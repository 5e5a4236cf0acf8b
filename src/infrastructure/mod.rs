pub mod customer_repo;
pub mod memory;
pub mod models;
pub mod order_repo;
pub mod product_repo;

use crate::domain::errors::DomainError;

pub use customer_repo::DieselCustomerRepository;
pub use memory::InMemoryCrm;
pub use order_repo::DieselOrderRepository;
pub use product_repo::DieselProductRepository;

// ── Error conversions (infrastructure concern only) ──────────────────────────

impl From<diesel::result::Error> for DomainError {
    fn from(e: diesel::result::Error) -> Self {
        DomainError::Internal(e.to_string())
    }
}

impl From<r2d2::Error> for DomainError {
    fn from(e: r2d2::Error) -> Self {
        DomainError::Internal(e.to_string())
    }
}

/// `ILIKE` pattern matching `needle` anywhere, with wildcards escaped.
pub(crate) fn contains_pattern(needle: &str) -> String {
    let escaped = needle
        .replace('\\', "\\\\")
        .replace('%', "\\%")
        .replace('_', "\\_");
    format!("%{escaped}%")
}


#[cfg(test)]
mod tests {
    use super::contains_pattern;

    #[test]
    fn like_wildcards_are_escaped() {
        assert_eq!(contains_pattern("pen"), "%pen%");
        assert_eq!(contains_pattern("50%_off"), "%50\\%\\_off%");
    }
}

--

### Requirement
Copy each line of the data that contains the word "infrastructure", leaving the other lines out.

### Task answer
filename src/infrastructure/mod.rs
// ── Error conversions (infrastructure concern only) ──────────────────────────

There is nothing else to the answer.